Whether a person is too conservative or too aggressive, having the wrong asset or investment mix has the same counterproductive results of undermining a person’s retirement plan.

No Margin of Safety
The three cornerstones of a well-built investment portfolio are 1) a core, 2) non-core, and 3) a margin of safety. Each of these three parts plays a crucial (and different) role than the other part inside your investment portfolio. Generally, the core and non-core portion of your total investment portfolio will be geared toward growth and income. In contrast, your portfolio’s margin of safety is strictly kept for preserving the value of your money. Your portfolio’s margin of safety serves no other purpose but to give you a cushion and permanent form of insurance.

What are the appropriate characteristics of the assets to be used inside your portfolio’s margin of safety? First, they 1) they should not lose market value, 2) next, they should not have any market volatility, and 3) finally, the principal and income should be guaranteed. These prerequisites automatically rule out assets like gold (NYSEARCA:GLD) and bonds (NYSEARCA:BND), which are often incorrectly used as margin of safety assets. Because bonds and gold are both susceptible to market losses, they are unsatisfactory components for a person’s margin of safety.

The exact percentage of your portfolio earmarked for margin of safety is not guided or decided by present or future market conditions, but rather by your age, financial circumstances, and your level of risk tolerance.  To help you calculate the correct amount of your total portfolio that should be designated for margin of safety, text 33444 and type “4Safety” to receive your complimentary margin of safety worksheet from ETFguide.

Finally, employing asset allocation and diversification are not satisfactory substitutions for investing without a margin of safety. Likewise, being a long-term investor does not make you prudent if you’re investing without an adequate margin of safety

Higher Taxes in the Future
If you took an informal survey, most Americans would probably agree that tax rates are really high and can’t go much higher than they already are. Yet, if we study U.S. tax rates, we get a better of picture of the truth about income taxes.

Back in 1913 when the U.S. government first began taxing people’s earnings, the federal tax rate on income was just 1%. By 1943, the highest marginal tax rate in the nation had skyrocketed to 94% and any portion of income that exceeded $200,000 was taxed at those ungodly rates. By the 1970s, U.S. citizens earning more than $200,000 were in slightly better shape, being taxed just 70% on anything earned above that $200,000 threshold. Today, the marginal rate at which top earning Americans are taxed at is 39.6%, which seems like a bargain compared to tax rates in previous decades.

Sadly, many Americans (and financial advisors) make the false assumption that people will be in a lower tax bracket after they retire in the future. It’s simply not true given the $20 trillion in national debt along with other unfunded financial obligations the U.S. government, on behalf of its people, has so generously assumed.

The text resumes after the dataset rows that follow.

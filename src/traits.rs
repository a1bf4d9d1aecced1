//! Core seams for the dispatch planner.
//!
//! Embedding apps supply the distance source; tests usually supply a fixed
//! clock as well.

use std::sync::Arc;

use chrono::{DateTime, Utc};

use crate::matrix::{MatrixEntry, MatrixError};
use crate::waypoint::Location;

/// Provides pairwise travel distance and duration for a set of locations.
///
/// Entries are indexed by the provided location order. A pair the provider
/// could not route is returned as a failed [`MatrixEntry`] rather than an
/// `Err`; `Err` is reserved for failures of the call itself (transport,
/// authentication, malformed response).
pub trait DistanceMatrixProvider {
    fn compute_matrix(&self, points: &[Location]) -> Result<Vec<MatrixEntry>, MatrixError>;
}

impl<P: DistanceMatrixProvider + ?Sized> DistanceMatrixProvider for &P {
    fn compute_matrix(&self, points: &[Location]) -> Result<Vec<MatrixEntry>, MatrixError> {
        (**self).compute_matrix(points)
    }
}

impl<P: DistanceMatrixProvider + ?Sized> DistanceMatrixProvider for Arc<P> {
    fn compute_matrix(&self, points: &[Location]) -> Result<Vec<MatrixEntry>, MatrixError> {
        (**self).compute_matrix(points)
    }
}

/// Source of "now" for deadline checks and completion timestamps.
pub trait Clock {
    fn now(&self) -> DateTime<Utc>;
}

impl<C: Clock + ?Sized> Clock for &C {
    fn now(&self) -> DateTime<Utc> {
        (**self).now()
    }
}

impl<C: Clock + ?Sized> Clock for Arc<C> {
    fn now(&self) -> DateTime<Utc> {
        (**self).now()
    }
}
//! Test fixtures for dispatch-planner.
//!
//! Provides realistic test data including:
//! - Delivery addresses around Londrina, PR (from OpenStreetMap)
//! - Builders for orders, drivers and seeded stores

#![allow(dead_code)]

pub mod londrina_locations;

use chrono::{DateTime, TimeZone, Utc};

use dispatch_planner::dispatch::{Driver, DriverId, DriverStatus, MemoryStore, Order, OrderId, OrderStatus};
use dispatch_planner::waypoint::Location;

pub use londrina_locations::*;

/// Monday afternoon in Londrina, well inside a business day.
pub fn monday_afternoon() -> DateTime<Utc> {
    Utc.with_ymd_and_hms(2024, 6, 3, 17, 0, 0).unwrap()
}

pub fn awaiting_order(id: i64, place: &NamedPlace) -> Order {
    Order {
        id: OrderId(id),
        location: place.location(),
        deadline: None,
        status: OrderStatus::AwaitingRoute,
        customer_name: Some(format!("Customer {id}")),
        address: Some(place.name.to_string()),
    }
}

pub fn driver(id: i64, status: DriverStatus) -> Driver {
    Driver {
        id: DriverId(id),
        name: format!("Driver {id}"),
        status,
    }
}

/// A store with active driver 1, inactive driver 2 and one awaiting order
/// per place, numbered from 1.
pub fn seeded_store(places: &[NamedPlace]) -> MemoryStore {
    let store = MemoryStore::new();
    store.insert_driver(driver(1, DriverStatus::Active)).unwrap();
    store.insert_driver(driver(2, DriverStatus::Inactive)).unwrap();
    for (i, place) in places.iter().enumerate() {
        store.insert_order(awaiting_order(i as i64 + 1, place)).unwrap();
    }
    store
}

pub fn order_ids(count: usize) -> Vec<OrderId> {
    (1..=count as i64).map(OrderId).collect()
}

pub fn location(lat: f64, lng: f64) -> Location {
    Location::new(lat, lng)
}
//! In-memory `DispatchStore`.
//!
//! Transactions are serialized by a single mutex and applied to a working
//! copy that replaces the committed state only when the work succeeds, so a
//! panic inside the work leaves the committed state intact. Not durable;
//! meant for tests and for wiring examples.

use std::collections::BTreeMap;
#[cfg(any(test, feature = "test-support"))]
use std::sync::atomic::{AtomicBool, Ordering};
use std::sync::{Mutex, MutexGuard, PoisonError};

use chrono::{DateTime, Utc};

use super::error::DispatchError;
use super::model::{
    Driver, DriverId, NewStop, Order, OrderId, OrderStatus, Run, RunId, RunStatus, Stop, StopId,
    StopStatus,
};
use super::store::{DispatchStore, DispatchTransaction, RunWindow, StoreError};

#[derive(Debug, Clone)]
struct RunRow {
    id: RunId,
    driver_id: DriverId,
    status: RunStatus,
    created_at: DateTime<Utc>,
}

#[derive(Debug, Clone, Default)]
struct MemoryState {
    orders: BTreeMap<OrderId, Order>,
    drivers: BTreeMap<DriverId, Driver>,
    runs: BTreeMap<RunId, RunRow>,
    stops: BTreeMap<StopId, Stop>,
    next_run_id: i64,
    next_stop_id: i64,
}

impl MemoryState {
    fn assemble_run(&self, id: RunId) -> Option<Run> {
        let row = self.runs.get(&id)?;
        let mut stops: Vec<Stop> = self
            .stops
            .values()
            .filter(|stop| stop.run_id == id)
            .cloned()
            .collect();
        stops.sort_by_key(|stop| stop.sequence_number);
        Some(Run {
            id: row.id,
            driver_id: row.driver_id,
            status: row.status,
            created_at: row.created_at,
            stops,
        })
    }

    fn orders_by_ids(&self, ids: &[OrderId]) -> Vec<Order> {
        ids.iter().filter_map(|id| self.orders.get(id).cloned()).collect()
    }
}

#[derive(Debug, Default)]
pub struct MemoryStore {
    state: Mutex<MemoryState>,
    #[cfg(any(test, feature = "test-support"))]
    fail_next_order_update: AtomicBool,
}

impl MemoryStore {
    pub fn new() -> Self {
        Self::default()
    }

    fn lock(&self) -> MutexGuard<'_, MemoryState> {
        self.state.lock().unwrap_or_else(PoisonError::into_inner)
    }

    pub fn insert_order(&self, order: Order) -> Result<(), StoreError> {
        self.lock().orders.insert(order.id, order);
        Ok(())
    }

    pub fn insert_driver(&self, driver: Driver) -> Result<(), StoreError> {
        self.lock().drivers.insert(driver.id, driver);
        Ok(())
    }

    pub fn order(&self, id: OrderId) -> Result<Option<Order>, StoreError> {
        Ok(self.lock().orders.get(&id).cloned())
    }

    pub fn run_count(&self) -> Result<usize, StoreError> {
        Ok(self.lock().runs.len())
    }

    pub fn stop_count(&self) -> Result<usize, StoreError> {
        Ok(self.lock().stops.len())
    }

    /// Makes the next order status update inside a transaction fail.
    #[cfg(any(test, feature = "test-support"))]
    pub fn fail_next_order_update(&self) {
        self.fail_next_order_update.store(true, Ordering::SeqCst);
    }
}

impl DispatchStore for MemoryStore {
    fn find_orders_by_ids(&self, ids: &[OrderId]) -> Result<Vec<Order>, StoreError> {
        Ok(self.lock().orders_by_ids(ids))
    }

    fn find_driver(&self, id: DriverId) -> Result<Option<Driver>, StoreError> {
        Ok(self.lock().drivers.get(&id).cloned())
    }

    fn find_run(&self, id: RunId) -> Result<Option<Run>, StoreError> {
        Ok(self.lock().assemble_run(id))
    }

    fn find_runs(&self, driver_id: Option<DriverId>, window: &RunWindow) -> Result<Vec<Run>, StoreError> {
        let state = self.lock();
        let mut rows: Vec<&RunRow> = state
            .runs
            .values()
            .filter(|row| driver_id.is_none_or(|id| row.driver_id == id))
            .filter(|row| window.contains(row.created_at))
            .collect();
        rows.sort_by_key(|row| (row.created_at, row.id));
        Ok(rows
            .into_iter()
            .filter_map(|row| state.assemble_run(row.id))
            .collect())
    }

    fn in_transaction<T, F>(&self, work: F) -> Result<T, DispatchError>
    where
        F: FnOnce(&mut dyn DispatchTransaction) -> Result<T, DispatchError>,
    {
        let mut committed = self.lock();
        let mut tx = MemoryTransaction {
            state: committed.clone(),
            #[cfg(any(test, feature = "test-support"))]
            fail_next_order_update: &self.fail_next_order_update,
            #[cfg(not(any(test, feature = "test-support")))]
            _store: std::marker::PhantomData,
        };
        let value = work(&mut tx)?;
        *committed = tx.state;
        Ok(value)
    }
}

struct MemoryTransaction<'a> {
    state: MemoryState,
    #[cfg(any(test, feature = "test-support"))]
    fail_next_order_update: &'a AtomicBool,
    #[cfg(not(any(test, feature = "test-support")))]
    _store: std::marker::PhantomData<&'a MemoryStore>,
}

impl MemoryTransaction<'_> {
    #[cfg(any(test, feature = "test-support"))]
    fn injected_failure(&self) -> bool {
        self.fail_next_order_update.swap(false, Ordering::SeqCst)
    }

    #[cfg(not(any(test, feature = "test-support")))]
    fn injected_failure(&self) -> bool {
        false
    }
}

impl DispatchTransaction for MemoryTransaction<'_> {
    fn lock_orders(&mut self, ids: &[OrderId]) -> Result<Vec<Order>, StoreError> {
        Ok(self.state.orders_by_ids(ids))
    }

    fn create_run_and_stops(
        &mut self,
        driver_id: DriverId,
        created_at: DateTime<Utc>,
        stops: &[NewStop],
    ) -> Result<RunId, StoreError> {
        if !self.state.drivers.contains_key(&driver_id) {
            return Err(StoreError::NotFound(format!("driver {driver_id}")));
        }

        self.state.next_run_id += 1;
        let run_id = RunId(self.state.next_run_id);
        self.state.runs.insert(
            run_id,
            RunRow {
                id: run_id,
                driver_id,
                status: RunStatus::InProgress,
                created_at,
            },
        );

        for new_stop in stops {
            self.state.next_stop_id += 1;
            let stop_id = StopId(self.state.next_stop_id);
            self.state.stops.insert(
                stop_id,
                Stop {
                    id: stop_id,
                    run_id,
                    order_id: new_stop.order_id,
                    sequence_number: new_stop.sequence_number,
                    status: StopStatus::Pending,
                    completed_at: None,
                },
            );
        }

        Ok(run_id)
    }

    fn update_order_statuses(&mut self, ids: &[OrderId], status: OrderStatus) -> Result<(), StoreError> {
        if self.injected_failure() {
            return Err(StoreError::Backend("injected order update failure".to_string()));
        }
        for id in ids {
            let order = self
                .state
                .orders
                .get_mut(id)
                .ok_or_else(|| StoreError::NotFound(format!("order {id}")))?;
            order.status = status;
        }
        Ok(())
    }

    fn update_stop_status(
        &mut self,
        id: StopId,
        status: StopStatus,
        completed_at: Option<DateTime<Utc>>,
    ) -> Result<(), StoreError> {
        let stop = self
            .state
            .stops
            .get_mut(&id)
            .ok_or_else(|| StoreError::NotFound(format!("stop {id}")))?;
        stop.status = status;
        stop.completed_at = completed_at;
        Ok(())
    }

    fn update_run_status(&mut self, id: RunId, status: RunStatus) -> Result<(), StoreError> {
        let run = self
            .state
            .runs
            .get_mut(&id)
            .ok_or_else(|| StoreError::NotFound(format!("run {id}")))?;
        run.status = status;
        Ok(())
    }

    fn read_run_with_stops(&mut self, id: RunId) -> Result<Option<Run>, StoreError> {
        Ok(self.state.assemble_run(id))
    }
}
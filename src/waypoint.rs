//! Normalized optimizer input: a depot plus the order locations to visit.

use std::collections::HashSet;
use std::fmt;

use chrono::{DateTime, Utc};
use serde::{Deserialize, Serialize};
use thiserror::Error;

/// Identifier of a delivery order. `0` is reserved for the depot.
#[derive(Debug, Clone, Copy, PartialEq, Eq, Hash, PartialOrd, Ord, Serialize, Deserialize)]
#[serde(transparent)]
pub struct OrderId(pub i64);

impl OrderId {
    pub const DEPOT: OrderId = OrderId(0);

    pub fn is_depot(self) -> bool {
        self == Self::DEPOT
    }
}

impl fmt::Display for OrderId {
    fn fmt(&self, f: &mut fmt::Formatter<'_>) -> fmt::Result {
        write!(f, "{}", self.0)
    }
}

/// A latitude/longitude pair in degrees.
#[derive(Debug, Clone, Copy, PartialEq, Serialize, Deserialize)]
pub struct Location {
    pub lat: f64,
    pub lng: f64,
}

impl Location {
    pub const fn new(lat: f64, lng: f64) -> Self {
        Self { lat, lng }
    }

    pub fn is_valid(&self) -> bool {
        self.lat.is_finite()
            && self.lng.is_finite()
            && (-90.0..=90.0).contains(&self.lat)
            && (-180.0..=180.0).contains(&self.lng)
    }
}

impl From<(f64, f64)> for Location {
    fn from((lat, lng): (f64, f64)) -> Self {
        Self { lat, lng }
    }
}

/// A node in the routing graph: the depot or one order's drop-off point.
#[derive(Debug, Clone, PartialEq, Serialize, Deserialize)]
pub struct Waypoint {
    pub order_id: OrderId,
    pub location: Location,
    /// Latest acceptable delivery time, if the order has one.
    pub deadline: Option<DateTime<Utc>>,
}

impl Waypoint {
    pub fn new(order_id: OrderId, location: Location, deadline: Option<DateTime<Utc>>) -> Self {
        Self {
            order_id,
            location,
            deadline,
        }
    }

    pub fn depot(location: Location) -> Self {
        Self::new(OrderId::DEPOT, location, None)
    }

    pub fn is_depot(&self) -> bool {
        self.order_id.is_depot()
    }

    /// True when the deadline is strictly before `now`.
    pub fn is_late(&self, now: DateTime<Utc>) -> bool {
        self.deadline.is_some_and(|deadline| deadline < now)
    }
}

/// Errors returned by [`WaypointSet::new`].
#[derive(Debug, Clone, PartialEq, Eq, Error)]
pub enum WaypointError {
    #[error("at least one order waypoint is required")]
    NoStops,
    #[error("order id 0 is reserved for the depot")]
    DepotIdReserved,
    #[error("order {0} appears more than once")]
    DuplicateOrder(OrderId),
    #[error("order {order_id} has an invalid coordinate")]
    InvalidCoordinate { order_id: OrderId },
}

/// Depot at index 0 followed by the order waypoints in input order.
///
/// The closing return to the depot is not stored; the optimizer appends it.
#[derive(Debug, Clone, PartialEq, Serialize)]
pub struct WaypointSet {
    waypoints: Vec<Waypoint>,
}

impl WaypointSet {
    pub fn new<I>(depot: Location, stops: I) -> Result<Self, WaypointError>
    where
        I: IntoIterator<Item = Waypoint>,
    {
        if !depot.is_valid() {
            return Err(WaypointError::InvalidCoordinate {
                order_id: OrderId::DEPOT,
            });
        }

        let mut waypoints = vec![Waypoint::depot(depot)];
        let mut seen = HashSet::new();
        for stop in stops {
            if stop.is_depot() {
                return Err(WaypointError::DepotIdReserved);
            }
            if !stop.location.is_valid() {
                return Err(WaypointError::InvalidCoordinate {
                    order_id: stop.order_id,
                });
            }
            if !seen.insert(stop.order_id) {
                return Err(WaypointError::DuplicateOrder(stop.order_id));
            }
            waypoints.push(stop);
        }

        if waypoints.len() < 2 {
            return Err(WaypointError::NoStops);
        }

        Ok(Self { waypoints })
    }

    pub fn depot(&self) -> &Waypoint {
        &self.waypoints[0]
    }

    pub fn get(&self, index: usize) -> Option<&Waypoint> {
        self.waypoints.get(index)
    }

    /// Number of waypoints including the depot.
    pub fn len(&self) -> usize {
        self.waypoints.len()
    }

    /// Always false: a set holds the depot and at least one stop.
    pub fn is_empty(&self) -> bool {
        self.waypoints.is_empty()
    }

    pub fn stop_count(&self) -> usize {
        self.waypoints.len() - 1
    }

    pub fn as_slice(&self) -> &[Waypoint] {
        &self.waypoints
    }

    /// Coordinates in index order, as sent to a distance provider.
    pub fn locations(&self) -> Vec<Location> {
        self.waypoints.iter().map(|w| w.location).collect()
    }

    pub fn order_id_at(&self, index: usize) -> Option<OrderId> {
        self.waypoints.get(index).map(|w| w.order_id)
    }
}
//! Property-based tests for the route optimizer and stop completion.
//!
//! # Invariants tested
//!
//! - **Tour shape:** depot first and last, every stop at most once.
//! - **Coverage:** visited and unreachable stops partition the input.
//! - **2-opt never hurts:** the final tour is no longer than the greedy one.
//! - **Determinism:** equal inputs give equal tours.
//! - **Run completion:** a run finishes exactly on its last completion.

mod fixtures;

use std::collections::HashSet;
use std::sync::Arc;

use chrono::{Duration, TimeZone, Utc};
use proptest::prelude::*;

use dispatch_planner::clock::FixedClock;
use dispatch_planner::config::DispatchConfig;
use dispatch_planner::dispatch::{DispatchOrchestrator, DriverId, RunStatus, StopCompletion};
use dispatch_planner::haversine::HaversineMatrix;
use dispatch_planner::matrix::MatrixEntry;
use dispatch_planner::solver::{OptimizeOptions, RouteOptimizer, RouteSolution};
use dispatch_planner::traits::DistanceMatrixProvider;
use dispatch_planner::waypoint::{Location, OrderId, Waypoint, WaypointSet};

use fixtures::NamedPlace;

fn now() -> chrono::DateTime<Utc> {
    Utc.with_ymd_and_hms(2024, 6, 3, 14, 0, 0).unwrap()
}

/// Stops within ~10km of Londrina, each optionally overdue.
fn stops_strategy(max: usize) -> impl Strategy<Value = Vec<(f64, f64, bool)>> {
    prop::collection::vec((-23.40..-23.25f64, -51.25..-51.05f64, any::<bool>()), 1..=max)
}

fn waypoint_set(stops: &[(f64, f64, bool)]) -> WaypointSet {
    WaypointSet::new(
        Location::new(-23.2658, -51.0529),
        stops.iter().enumerate().map(|(i, &(lat, lng, late))| {
            let deadline = late.then(|| now() - Duration::minutes(30));
            Waypoint::new(OrderId(i as i64 + 1), Location::new(lat, lng), deadline)
        }),
    )
    .unwrap()
}

fn solve(set: &WaypointSet, entries: &[MatrixEntry]) -> RouteSolution {
    RouteOptimizer::with_clock(FixedClock::new(now()), OptimizeOptions::default())
        .optimize(set, entries)
        .unwrap()
}

fn assert_valid_tour(solution: &RouteSolution, stop_count: usize) -> Result<(), TestCaseError> {
    let indices = solution.tour.indices();
    prop_assert_eq!(indices.first(), Some(&0));
    prop_assert_eq!(indices.last(), Some(&0));

    let visits = solution.tour.visits();
    let unique: HashSet<usize> = visits.iter().copied().collect();
    prop_assert_eq!(unique.len(), visits.len(), "a stop was visited twice");
    prop_assert!(visits.iter().all(|&i| (1..=stop_count).contains(&i)));

    let mut covered: Vec<usize> = visits.iter().chain(&solution.unreachable).copied().collect();
    covered.sort_unstable();
    prop_assert_eq!(covered, (1..=stop_count).collect::<Vec<_>>());
    Ok(())
}

proptest! {
    #![proptest_config(ProptestConfig::with_cases(64))]

    #[test]
    fn complete_matrix_gives_full_tour(stops in stops_strategy(9)) {
        let set = waypoint_set(&stops);
        let entries = HaversineMatrix::default().compute_matrix(&set.locations()).unwrap();
        let solution = solve(&set, &entries);

        assert_valid_tour(&solution, stops.len())?;
        prop_assert!(solution.unreachable.is_empty());
    }

    #[test]
    fn two_opt_never_lengthens_tour(stops in stops_strategy(9)) {
        let set = waypoint_set(&stops);
        let entries = HaversineMatrix::default().compute_matrix(&set.locations()).unwrap();
        let solution = solve(&set, &entries);

        prop_assert!(solution.duration_seconds <= solution.constructed_duration_seconds);
    }

    #[test]
    fn optimization_is_deterministic(stops in stops_strategy(9)) {
        let set = waypoint_set(&stops);
        let entries = HaversineMatrix::default().compute_matrix(&set.locations()).unwrap();

        prop_assert_eq!(solve(&set, &entries).tour, solve(&set, &entries).tour);
    }

    /// Failing random pairs off the depot row still yields a valid partition.
    #[test]
    fn failed_pairs_keep_tour_valid(
        stops in stops_strategy(7),
        failures in prop::collection::vec(any::<bool>(), 64),
    ) {
        let set = waypoint_set(&stops);
        let n = set.len();
        let entries: Vec<MatrixEntry> = HaversineMatrix::default()
            .compute_matrix(&set.locations())
            .unwrap()
            .into_iter()
            .map(|e| {
                let slot = (e.origin_index * n + e.destination_index) % failures.len();
                if e.origin_index != 0 && failures[slot] {
                    MatrixEntry::failed(e.origin_index, e.destination_index, "no route found")
                } else {
                    e
                }
            })
            .collect();

        let solution = solve(&set, &entries);
        assert_valid_tour(&solution, stops.len())?;
    }

    #[test]
    fn run_finishes_on_last_completion(
        order in (1usize..=6).prop_flat_map(|n| Just((0..n).collect::<Vec<_>>()).prop_shuffle()),
    ) {
        let places: Vec<NamedPlace> = fixtures::all_places().into_iter().take(order.len()).collect();
        let store = fixtures::seeded_store(&places);
        let orchestrator = DispatchOrchestrator::with_clock(
            store,
            HaversineMatrix::default(),
            Arc::new(FixedClock::new(now())),
            DispatchConfig::default(),
        );
        let run = orchestrator
            .create_run(DriverId(1), &fixtures::order_ids(order.len()))
            .unwrap()
            .run;

        for (done, &position) in order.iter().enumerate() {
            let outcome = orchestrator
                .complete_stop(DriverId(1), run.id, run.stops[position].id)
                .unwrap();
            let last = done + 1 == order.len();
            prop_assert_eq!(matches!(outcome, StopCompletion::RunFinished(_)), last);
            let status = orchestrator.find_run(run.id).unwrap().status;
            prop_assert_eq!(status == RunStatus::Finished, last);
        }
    }
}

Back in 2008, the Congressional Budget Office estimated that lowest tax bracket would jump from 10% to 25% and the current 25% bracket would soar to 63%, while the very highest federal tax bracket would go from 35% to 88%. How did they come up with these frightening numbers? They did this based upon the assumption that no changes in Social Security, Medicare, or Medicaid benefits would be made.

Tax hikes of double or more are not unprecedented, especially with the fiscal reality (and crisis) facing America’s bankrupt entitlement programs. And the reality of higher future taxes will catch a lot of retirees and their financial advisors by nasty surprise. The only solution is to aggressively attack the problem by identifying the right balance of money kept inside your taxable, tax-deferred, and tax-free buckets. Simply stashing away as much money as possible inside your IRA, 401(k), or other tax-deferred retirement plans will not solve the problem.

Even the best designed retirement plans face many perilous risks. And while having the wrong asset mix, investing without an adequate margin of safety, and failure to address the threat of higher future taxes are big league problems, they are just three among the many hazards that threaten your retirement security.